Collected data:
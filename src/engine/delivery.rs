//! Code delivery: fetch a one-time code for a lease and lock it against
//! refund.

use chrono::Utc;
use sqlx::SqlitePool;
use tracing::{debug, instrument, warn};

use crate::db::errors::DbError;
use crate::db::handlers::{Assignments, Numbers};
use crate::db::models::assignments::AssignmentState;
use crate::engine::rate_limit::RateLimiter;
use crate::errors::{Error, Result};
use crate::provider::CodeProvider;
use crate::types::AssignmentId;

#[derive(Debug, Clone)]
pub struct CodeDelivery {
    pub assignment_id: AssignmentId,
    pub phone: String,
    pub code: String,
}

/// Fetch the current verification code for a lease.
///
/// The cooldown check happens first and records the attempt regardless of
/// outcome. The provider call runs outside any transaction with a bounded
/// timeout; only a non-empty code mutates state. That mutation, `last_code`
/// plus the one-shot `code_fetched_at` lock, is committed on a spawned task,
/// because once the provider has handed the SMS over it is consumed: a caller
/// abandoning the request must not be able to cancel the commit.
#[instrument(skip(pool, provider, limiter), err)]
pub async fn fetch_code(
    pool: &SqlitePool,
    provider: &dyn CodeProvider,
    limiter: &RateLimiter,
    assignment_id: AssignmentId,
    user_external_id: &str,
) -> Result<CodeDelivery> {
    limiter
        .check_and_update(user_external_id)
        .map_err(|retry_after_secs| Error::RateLimited { retry_after_secs })?;

    let number = {
        let mut conn = pool.acquire().await.map_err(DbError::from)?;
        let assignment = Assignments::new(&mut conn)
            .get_by_id(assignment_id)
            .await?
            .ok_or(Error::AssignmentNotFound { id: assignment_id })?;
        if assignment.state() == AssignmentState::Released {
            return Err(Error::AssignmentNotFound { id: assignment_id });
        }
        Numbers::new(&mut conn)
            .get_by_id(assignment.number_id)
            .await?
            .ok_or(Error::NumberNotFound {
                id: assignment.number_id,
            })?
    };

    let code = provider
        .fetch_code(&number.access_token)
        .await
        .map_err(|error| {
            warn!(assignment_id, "provider call failed: {error}");
            Error::DeliveryUnavailable {
                reason: error.to_string(),
            }
        })?
        .ok_or(Error::NoCodeAvailable)?;

    let commit_pool = pool.clone();
    let commit_code = code.clone();
    let commit = tokio::spawn(async move { record_code(&commit_pool, assignment_id, &commit_code).await });
    match commit.await {
        Ok(result) => result?,
        Err(join_error) => {
            return Err(Error::Other(anyhow::anyhow!(
                "code commit task failed: {join_error}"
            )));
        }
    }

    Ok(CodeDelivery {
        assignment_id,
        phone: number.phone,
        code,
    })
}

async fn record_code(pool: &SqlitePool, assignment_id: AssignmentId, code: &str) -> Result<()> {
    match try_record_code(pool, assignment_id, code).await {
        Err(Error::Database(db_err)) if db_err.is_retryable() => {
            debug!(assignment_id, "code commit lost a write race, retrying once");
            try_record_code(pool, assignment_id, code).await
        }
        other => other,
    }
}

async fn try_record_code(pool: &SqlitePool, assignment_id: AssignmentId, code: &str) -> Result<()> {
    let mut tx = pool.begin().await.map_err(DbError::from)?;

    let recorded = Assignments::new(&mut tx)
        .record_code(assignment_id, code, Utc::now())
        .await?;
    if !recorded {
        // A concurrent release won; the lease is gone.
        return Err(Error::AssignmentNotFound { id: assignment_id });
    }

    tx.commit().await.map_err(DbError::from)?;
    Ok(())
}

#[cfg(test)]
mod tests {
    use super::*;
    use crate::engine::allocation::allocate;
    use crate::engine::release::release;
    use crate::test_utils::*;
    use std::sync::atomic::Ordering;
    use std::time::Duration;

    fn no_cooldown() -> RateLimiter {
        RateLimiter::new(Duration::ZERO)
    }

    async fn leased_pool(pool: &SqlitePool) -> AssignmentId {
        seed_user(pool, "tg-100", None, 2, false).await;
        seed_number(pool, "+15550000001", "tok-1").await;
        allocate(pool, "tg-100", None).await.unwrap().assignment_id
    }

    #[sqlx::test]
    #[test_log::test]
    async fn delivered_code_is_recorded_and_locks_the_lease(pool: SqlitePool) {
        let assignment_id = leased_pool(&pool).await;
        let provider = StaticProvider::with_code("483920");

        let delivery = fetch_code(&pool, &provider, &no_cooldown(), assignment_id, "tg-100")
            .await
            .unwrap();
        assert_eq!(delivery.code, "483920");
        assert_eq!(delivery.phone, "+15550000001");

        let assignment = get_assignment(&pool, assignment_id).await;
        assert_eq!(assignment.last_code.as_deref(), Some("483920"));
        assert!(assignment.code_fetched_at.is_some());

        let result = release(&pool, assignment_id).await;
        assert!(matches!(result, Err(Error::NotRefundable { .. })));
    }

    // Re-fetching refreshes the code but the lock timestamp is written once.
    #[sqlx::test]
    #[test_log::test]
    async fn refetch_updates_code_without_touching_the_lock(pool: SqlitePool) {
        let assignment_id = leased_pool(&pool).await;

        fetch_code(&pool, &StaticProvider::with_code("111111"), &no_cooldown(), assignment_id, "tg-100")
            .await
            .unwrap();
        let locked_at = get_assignment(&pool, assignment_id)
            .await
            .code_fetched_at
            .unwrap();

        fetch_code(&pool, &StaticProvider::with_code("222222"), &no_cooldown(), assignment_id, "tg-100")
            .await
            .unwrap();

        let assignment = get_assignment(&pool, assignment_id).await;
        assert_eq!(assignment.last_code.as_deref(), Some("222222"));
        assert_eq!(assignment.code_fetched_at, Some(locked_at));

        let result = release(&pool, assignment_id).await;
        assert!(matches!(result, Err(Error::NotRefundable { .. })));
    }

    #[sqlx::test]
    #[test_log::test]
    async fn empty_provider_response_leaves_the_lease_refundable(pool: SqlitePool) {
        let assignment_id = leased_pool(&pool).await;
        let provider = StaticProvider::empty();

        let result = fetch_code(&pool, &provider, &no_cooldown(), assignment_id, "tg-100").await;
        assert!(matches!(result, Err(Error::NoCodeAvailable)));

        let assignment = get_assignment(&pool, assignment_id).await;
        assert!(assignment.code_fetched_at.is_none());
        assert!(assignment.last_code.is_none());

        // Still refundable.
        release(&pool, assignment_id).await.unwrap();
    }

    #[sqlx::test]
    #[test_log::test]
    async fn provider_failure_is_transient_and_mutates_nothing(pool: SqlitePool) {
        let assignment_id = leased_pool(&pool).await;
        let provider = StaticProvider::failing();

        let result = fetch_code(&pool, &provider, &no_cooldown(), assignment_id, "tg-100").await;
        assert!(matches!(result, Err(Error::DeliveryUnavailable { .. })));

        let assignment = get_assignment(&pool, assignment_id).await;
        assert!(assignment.code_fetched_at.is_none());
    }

    #[sqlx::test]
    #[test_log::test]
    async fn cooldown_rejects_before_any_work_happens(pool: SqlitePool) {
        let assignment_id = leased_pool(&pool).await;
        let provider = StaticProvider::with_code("483920");
        let limiter = RateLimiter::new(Duration::from_secs(10));

        fetch_code(&pool, &provider, &limiter, assignment_id, "tg-100")
            .await
            .unwrap();

        let result = fetch_code(&pool, &provider, &limiter, assignment_id, "tg-100").await;
        match result {
            Err(Error::RateLimited { retry_after_secs }) => {
                assert!((1..=10).contains(&retry_after_secs));
            }
            other => panic!("expected RateLimited, got {other:?}"),
        }

        // The provider was only reached once.
        assert_eq!(provider.calls.load(Ordering::SeqCst), 1);
    }

    #[sqlx::test]
    #[test_log::test]
    async fn unknown_or_released_leases_report_not_found(pool: SqlitePool) {
        let assignment_id = leased_pool(&pool).await;
        let provider = StaticProvider::with_code("483920");

        let result = fetch_code(&pool, &provider, &no_cooldown(), 4242, "tg-100").await;
        assert!(matches!(result, Err(Error::AssignmentNotFound { id: 4242 })));

        release(&pool, assignment_id).await.unwrap();
        let result = fetch_code(&pool, &provider, &no_cooldown(), assignment_id, "tg-100").await;
        assert!(matches!(result, Err(Error::AssignmentNotFound { .. })));

        // Neither path consumed a provider call.
        assert_eq!(provider.calls.load(Ordering::SeqCst), 0);
    }
}
//! Database repository for users.

use crate::db::{
    errors::Result,
    models::users::{UserCreateDBRequest, UserDBResponse},
};
use crate::types::UserId;
use chrono::Utc;
use sqlx::SqliteConnection;
use tracing::instrument;

pub struct Users<'c> {
    db: &'c mut SqliteConnection,
}

impl<'c> Users<'c> {
    pub fn new(db: &'c mut SqliteConnection) -> Self {
        Self { db }
    }

    #[instrument(skip(self, request), fields(external_id = %request.external_id), err)]
    pub async fn create(&mut self, request: &UserCreateDBRequest) -> Result<UserDBResponse> {
        let now = Utc::now();
        let user = sqlx::query_as::<_, UserDBResponse>(
            r#"
            INSERT INTO users (external_id, handle, is_admin, credits, created_at, updated_at)
            VALUES (?1, ?2, ?3, ?4, ?5, ?5)
            RETURNING *
            "#,
        )
        .bind(&request.external_id)
        .bind(&request.handle)
        .bind(request.is_admin)
        .bind(request.credits)
        .bind(now)
        .fetch_one(&mut *self.db)
        .await?;

        Ok(user)
    }

    #[instrument(skip(self), err)]
    pub async fn get_by_id(&mut self, id: UserId) -> Result<Option<UserDBResponse>> {
        let user = sqlx::query_as::<_, UserDBResponse>("SELECT * FROM users WHERE id = ?1")
            .bind(id)
            .fetch_optional(&mut *self.db)
            .await?;

        Ok(user)
    }

    #[instrument(skip(self), err)]
    pub async fn get_by_external_id(&mut self, external_id: &str) -> Result<Option<UserDBResponse>> {
        let user = sqlx::query_as::<_, UserDBResponse>("SELECT * FROM users WHERE external_id = ?1")
            .bind(external_id)
            .fetch_optional(&mut *self.db)
            .await?;

        Ok(user)
    }

    #[instrument(skip(self), err)]
    pub async fn get_by_handle(&mut self, handle: &str) -> Result<Option<UserDBResponse>> {
        let user = sqlx::query_as::<_, UserDBResponse>("SELECT * FROM users WHERE handle = ?1")
            .bind(handle)
            .fetch_optional(&mut *self.db)
            .await?;

        Ok(user)
    }

    /// Resolve a user by external identity, creating the record on first
    /// contact with zero balance and no privileges.
    #[instrument(skip(self), err)]
    pub async fn get_or_create(&mut self, external_id: &str, handle: Option<&str>) -> Result<UserDBResponse> {
        if let Some(user) = self.get_by_external_id(external_id).await? {
            return Ok(user);
        }
        self.create(&UserCreateDBRequest::first_contact(external_id, handle)).await
    }

    /// Apply a signed credit delta, guarded so the balance never goes
    /// negative. Returns the new balance, or `None` when the guard rejected
    /// the update (insufficient credits for the debit).
    #[instrument(skip(self), err)]
    pub async fn adjust_credits(&mut self, id: UserId, delta: i64) -> Result<Option<i64>> {
        let balance = sqlx::query_scalar::<_, i64>(
            r#"
            UPDATE users
            SET credits = credits + ?1, updated_at = ?2
            WHERE id = ?3 AND credits + ?1 >= 0
            RETURNING credits
            "#,
        )
        .bind(delta)
        .bind(Utc::now())
        .bind(id)
        .fetch_optional(&mut *self.db)
        .await?;

        Ok(balance)
    }

    /// Overwrite the balance. The caller is responsible for having appended a
    /// matching ledger entry in the same transaction.
    #[instrument(skip(self), err)]
    pub async fn set_credits(&mut self, id: UserId, credits: i64) -> Result<()> {
        sqlx::query("UPDATE users SET credits = ?1, updated_at = ?2 WHERE id = ?3")
            .bind(credits)
            .bind(Utc::now())
            .bind(id)
            .execute(&mut *self.db)
            .await?;

        Ok(())
    }

    /// Idempotently create-or-promote an operator account. Used at startup to
    /// seed the configured administrator.
    #[instrument(skip(self), err)]
    pub async fn ensure_admin(&mut self, external_id: &str, handle: Option<&str>) -> Result<UserDBResponse> {
        let now = Utc::now();
        let user = sqlx::query_as::<_, UserDBResponse>(
            r#"
            INSERT INTO users (external_id, handle, is_admin, credits, created_at, updated_at)
            VALUES (?1, ?2, TRUE, 0, ?3, ?3)
            ON CONFLICT (external_id) DO UPDATE SET is_admin = TRUE, updated_at = excluded.updated_at
            RETURNING *
            "#,
        )
        .bind(external_id)
        .bind(handle)
        .bind(now)
        .fetch_one(&mut *self.db)
        .await?;

        Ok(user)
    }
}
//! HTTP handlers for user registration and read-side queries.

use crate::{
    AppState,
    api::models::{
        credits::{TransactionListResponse, TransactionResponse},
        leases::ActiveLeaseResponse,
        pagination::Pagination,
        users::{BalanceResponse, UserRegister, UserResponse},
    },
    engine,
    errors::Result,
};
use axum::{
    extract::{Path, Query, State},
    http::StatusCode,
    response::Json,
};

/// Resolve or create a user on first contact.
#[tracing::instrument(skip_all)]
pub async fn register_user(
    State(state): State<AppState>,
    Json(data): Json<UserRegister>,
) -> Result<(StatusCode, Json<UserResponse>)> {
    let user = engine::queries::ensure_user(&state.db, &data.external_id, data.handle.as_deref()).await?;
    Ok((StatusCode::CREATED, Json(UserResponse::from(user))))
}

#[tracing::instrument(skip_all)]
pub async fn get_balance(
    State(state): State<AppState>,
    Path(external_id): Path<String>,
) -> Result<Json<BalanceResponse>> {
    let user = engine::queries::get_balance(&state.db, &external_id).await?;
    Ok(Json(BalanceResponse {
        external_id: user.external_id,
        credits: user.credits,
    }))
}

#[tracing::instrument(skip_all)]
pub async fn list_leases(
    State(state): State<AppState>,
    Path(external_id): Path<String>,
) -> Result<Json<Vec<ActiveLeaseResponse>>> {
    let leases = engine::queries::list_active_leases(&state.db, &external_id).await?;
    Ok(Json(leases.into_iter().map(ActiveLeaseResponse::from).collect()))
}

#[tracing::instrument(skip_all)]
pub async fn list_transactions(
    State(state): State<AppState>,
    Path(external_id): Path<String>,
    Query(pagination): Query<Pagination>,
) -> Result<Json<TransactionListResponse>> {
    let skip = pagination.skip();
    let limit = pagination.limit();
    let transactions = engine::queries::list_transactions(&state.db, &external_id, skip, limit).await?;
    Ok(Json(TransactionListResponse {
        data: transactions.into_iter().map(TransactionResponse::from).collect(),
        skip,
        limit,
    }))
}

• **Required work**
Keeping every character as it is, restate the lines above that run from the line with "let commit_pool = pool.clone();" through the line with "commit lost a", both included, and nothing else.

• **Response to the exercise**
    let commit_pool = pool.clone();
    let commit_code = code.clone();
    let commit = tokio::spawn(async move { record_code(&commit_pool, assignment_id, &commit_code).await });
    match commit.await {
        Ok(result) => result?,
        Err(join_error) => {
            return Err(Error::Other(anyhow::anyhow!(
                "code commit task failed: {join_error}"
            )));
        }
    }

    Ok(CodeDelivery {
        assignment_id,
        phone: number.phone,
        code,
    })
}

async fn record_code(pool: &SqlitePool, assignment_id: AssignmentId, code: &str) -> Result<()> {
    match try_record_code(pool, assignment_id, code).await {
        Err(Error::Database(db_err)) if db_err.is_retryable() => {
            debug!(assignment_id, "code commit lost a write race, retrying once");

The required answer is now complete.